[Stored items]
++++++

//! reqwest failure classification

use mowerlink_domain::ClientError;

/// Classify a reqwest failure.
///
/// Anything that happened on the wire (DNS, TLS, connect, reset, timeout,
/// truncated body) is a network error. Builder failures are local bugs.
pub fn map_reqwest_error(err: reqwest::Error) -> ClientError {
    if err.is_builder() {
        return ClientError::InvalidState(format!("could not build request: {err}"));
    }

    let kind = if err.is_timeout() {
        "request timed out"
    } else if err.is_connect() {
        "connection failed"
    } else if err.is_body() || err.is_decode() {
        "response body unreadable"
    } else {
        "transport failure"
    };

    ClientError::Network(format!("{kind}: {err}"))
}
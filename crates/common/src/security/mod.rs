//! Secret handling
//!
//! [`SecretString`] wraps passwords and application secrets so they are
//! zeroed on drop and redacted from `Debug`/`Display` output.

pub mod secret;

pub use secret::SecretString;
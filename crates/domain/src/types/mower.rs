//! Mower state model and the closed command set

use std::fmt;
use std::str::FromStr;

use serde::{Deserialize, Serialize};
use thiserror::Error;

use crate::constants::CHARGE_STATE_CHARGING;

/// Normalized mower activity handed to callers.
#[derive(Debug, Clone, Copy, PartialEq, Eq, Hash, Default, Serialize, Deserialize)]
#[serde(rename_all = "snake_case")]
pub enum MowerState {
    /// Docked or parked, not working
    #[default]
    Idle,
    /// Cutting grass
    Mowing,
    /// Docked and charging
    Charging,
    /// Heading back to the dock
    Returning,
    /// Job paused by the owner
    Paused,
    /// Stopped on a fault
    Error,
    /// Only produced by the device-offline failure path
    Offline,
}

impl MowerState {
    /// Map a vendor work-state code. Unknown codes are `Idle`.
    pub const fn from_work_state(code: i64) -> Self {
        match code {
            1 => Self::Mowing,
            2 => Self::Charging,
            3 => Self::Returning,
            4 => Self::Paused,
            5 => Self::Error,
            _ => Self::Idle,
        }
    }

    /// Combine work-state and charge-state codes into one state.
    ///
    /// Work-state wins when present. Without it, a charging charge-state
    /// means `Charging`; anything else is `Idle`.
    pub const fn normalize(work_state: Option<i64>, charge_state: Option<i64>) -> Self {
        match (work_state, charge_state) {
            (Some(code), _) => Self::from_work_state(code),
            (None, Some(CHARGE_STATE_CHARGING)) => Self::Charging,
            (None, _) => Self::Idle,
        }
    }

    /// Lowercase name used in logs and serialized snapshots.
    pub const fn as_str(self) -> &'static str {
        match self {
            Self::Idle => "idle",
            Self::Mowing => "mowing",
            Self::Charging => "charging",
            Self::Returning => "returning",
            Self::Paused => "paused",
            Self::Error => "error",
            Self::Offline => "offline",
        }
    }
}

impl fmt::Display for MowerState {
    fn fmt(&self, f: &mut fmt::Formatter<'_>) -> fmt::Result {
        f.write_str(self.as_str())
    }
}

/// Commands accepted by `sendCommand`.
#[derive(Debug, Clone, Copy, PartialEq, Eq, Hash, Serialize, Deserialize)]
#[serde(rename_all = "snake_case")]
pub enum MowerCommand {
    /// Begin a mowing job
    Start,
    /// Pause the current job
    Pause,
    /// Continue a paused job
    Resume,
    /// End the current job
    Stop,
    /// Drive back to the dock
    ReturnToDock,
}

impl MowerCommand {
    /// Every command, in declaration order.
    pub const ALL: [Self; 5] =
        [Self::Start, Self::Pause, Self::Resume, Self::Stop, Self::ReturnToDock];

    /// Thing-model service identifier invoked for this command.
    pub const fn service_identifier(self) -> &'static str {
        match self {
            Self::Start => "startMowing",
            Self::Pause => "pauseMowing",
            Self::Resume => "resumeMowing",
            Self::Stop => "stopMowing",
            Self::ReturnToDock => "returnToDock",
        }
    }
}

impl fmt::Display for MowerCommand {
    fn fmt(&self, f: &mut fmt::Formatter<'_>) -> fmt::Result {
        f.write_str(self.service_identifier())
    }
}

/// A command name outside the supported set.
#[derive(Debug, Clone, PartialEq, Eq, Error)]
#[error("unknown mower command: {0}")]
pub struct UnknownCommand(pub String);

impl FromStr for MowerCommand {
    type Err = UnknownCommand;

    fn from_str(s: &str) -> Result<Self, Self::Err> {
        match s {
            "start" | "startMowing" => Ok(Self::Start),
            "pause" | "pauseMowing" => Ok(Self::Pause),
            "resume" | "resumeMowing" => Ok(Self::Resume),
            "stop" | "stopMowing" => Ok(Self::Stop),
            "return_to_dock" | "returnToDock" | "dock" => Ok(Self::ReturnToDock),
            other => Err(UnknownCommand(other.to_string())),
        }
    }
}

++++++

● WORK REQUEST: Copy out all the records exactly.

● REPLY:
//! reqwest failure classification

use mowerlink_domain::ClientError;

/// Classify a reqwest failure.
///
/// Anything that happened on the wire (DNS, TLS, connect, reset, timeout,
/// truncated body) is a network error. Builder failures are local bugs.
pub fn map_reqwest_error(err: reqwest::Error) -> ClientError {
    if err.is_builder() {
        return ClientError::InvalidState(format!("could not build request: {err}"));
    }

    let kind = if err.is_timeout() {
        "request timed out"
    } else if err.is_connect() {
        "connection failed"
    } else if err.is_body() || err.is_decode() {
        "response body unreadable"
    } else {
        "transport failure"
    };

    ClientError::Network(format!("{kind}: {err}"))
}
filename crates/common/src/security/mod.rs
//! Secret handling
//!
//! [`SecretString`] wraps passwords and application secrets so they are
//! zeroed on drop and redacted from `Debug`/`Display` output.

pub mod secret;

pub use secret::SecretString;
filename crates/domain/src/types/mower.rs
//! Mower state model and the closed command set

use std::fmt;
use std::str::FromStr;

use serde::{Deserialize, Serialize};
use thiserror::Error;

use crate::constants::CHARGE_STATE_CHARGING;

/// Normalized mower activity handed to callers.
#[derive(Debug, Clone, Copy, PartialEq, Eq, Hash, Default, Serialize, Deserialize)]
#[serde(rename_all = "snake_case")]
pub enum MowerState {
    /// Docked or parked, not working
    #[default]
    Idle,
    /// Cutting grass
    Mowing,
    /// Docked and charging
    Charging,
    /// Heading back to the dock
    Returning,
    /// Job paused by the owner
    Paused,
    /// Stopped on a fault
    Error,
    /// Only produced by the device-offline failure path
    Offline,
}

impl MowerState {
    /// Map a vendor work-state code. Unknown codes are `Idle`.
    pub const fn from_work_state(code: i64) -> Self {
        match code {
            1 => Self::Mowing,
            2 => Self::Charging,
            3 => Self::Returning,
            4 => Self::Paused,
            5 => Self::Error,
            _ => Self::Idle,
        }
    }

    /// Combine work-state and charge-state codes into one state.
    ///
    /// Work-state wins when present. Without it, a charging charge-state
    /// means `Charging`; anything else is `Idle`.
    pub const fn normalize(work_state: Option<i64>, charge_state: Option<i64>) -> Self {
        match (work_state, charge_state) {
            (Some(code), _) => Self::from_work_state(code),
            (None, Some(CHARGE_STATE_CHARGING)) => Self::Charging,
            (None, _) => Self::Idle,
        }
    }

    /// Lowercase name used in logs and serialized snapshots.
    pub const fn as_str(self) -> &'static str {
        match self {
            Self::Idle => "idle",
            Self::Mowing => "mowing",
            Self::Charging => "charging",
            Self::Returning => "returning",
            Self::Paused => "paused",
            Self::Error => "error",
            Self::Offline => "offline",
        }
    }
}

impl fmt::Display for MowerState {
    fn fmt(&self, f: &mut fmt::Formatter<'_>) -> fmt::Result {
        f.write_str(self.as_str())
    }
}

/// Commands accepted by `sendCommand`.
#[derive(Debug, Clone, Copy, PartialEq, Eq, Hash, Serialize, Deserialize)]
#[serde(rename_all = "snake_case")]
pub enum MowerCommand {
    /// Begin a mowing job
    Start,
    /// Pause the current job
    Pause,
    /// Continue a paused job
    Resume,
    /// End the current job
    Stop,
    /// Drive back to the dock
    ReturnToDock,
}

impl MowerCommand {
    /// Every command, in declaration order.
    pub const ALL: [Self; 5] =
        [Self::Start, Self::Pause, Self::Resume, Self::Stop, Self::ReturnToDock];

    /// Thing-model service identifier invoked for this command.
    pub const fn service_identifier(self) -> &'static str {
        match self {
            Self::Start => "startMowing",
            Self::Pause => "pauseMowing",
            Self::Resume => "resumeMowing",
            Self::Stop => "stopMowing",
            Self::ReturnToDock => "returnToDock",
        }
    }
}

impl fmt::Display for MowerCommand {
    fn fmt(&self, f: &mut fmt::Formatter<'_>) -> fmt::Result {
        f.write_str(self.service_identifier())
    }
}

/// A command name outside the supported set.
#[derive(Debug, Clone, PartialEq, Eq, Error)]
#[error("unknown mower command: {0}")]
pub struct UnknownCommand(pub String);

impl FromStr for MowerCommand {
    type Err = UnknownCommand;

    fn from_str(s: &str) -> Result<Self, Self::Err> {
        match s {
            "start" | "startMowing" => Ok(Self::Start),
            "pause" | "pauseMowing" => Ok(Self::Pause),
            "resume" | "resumeMowing" => Ok(Self::Resume),
            "stop" | "stopMowing" => Ok(Self::Stop),
            "return_to_dock" | "returnToDock" | "dock" => Ok(Self::ReturnToDock),
            other => Err(UnknownCommand(other.to_string())),
        }
    }
}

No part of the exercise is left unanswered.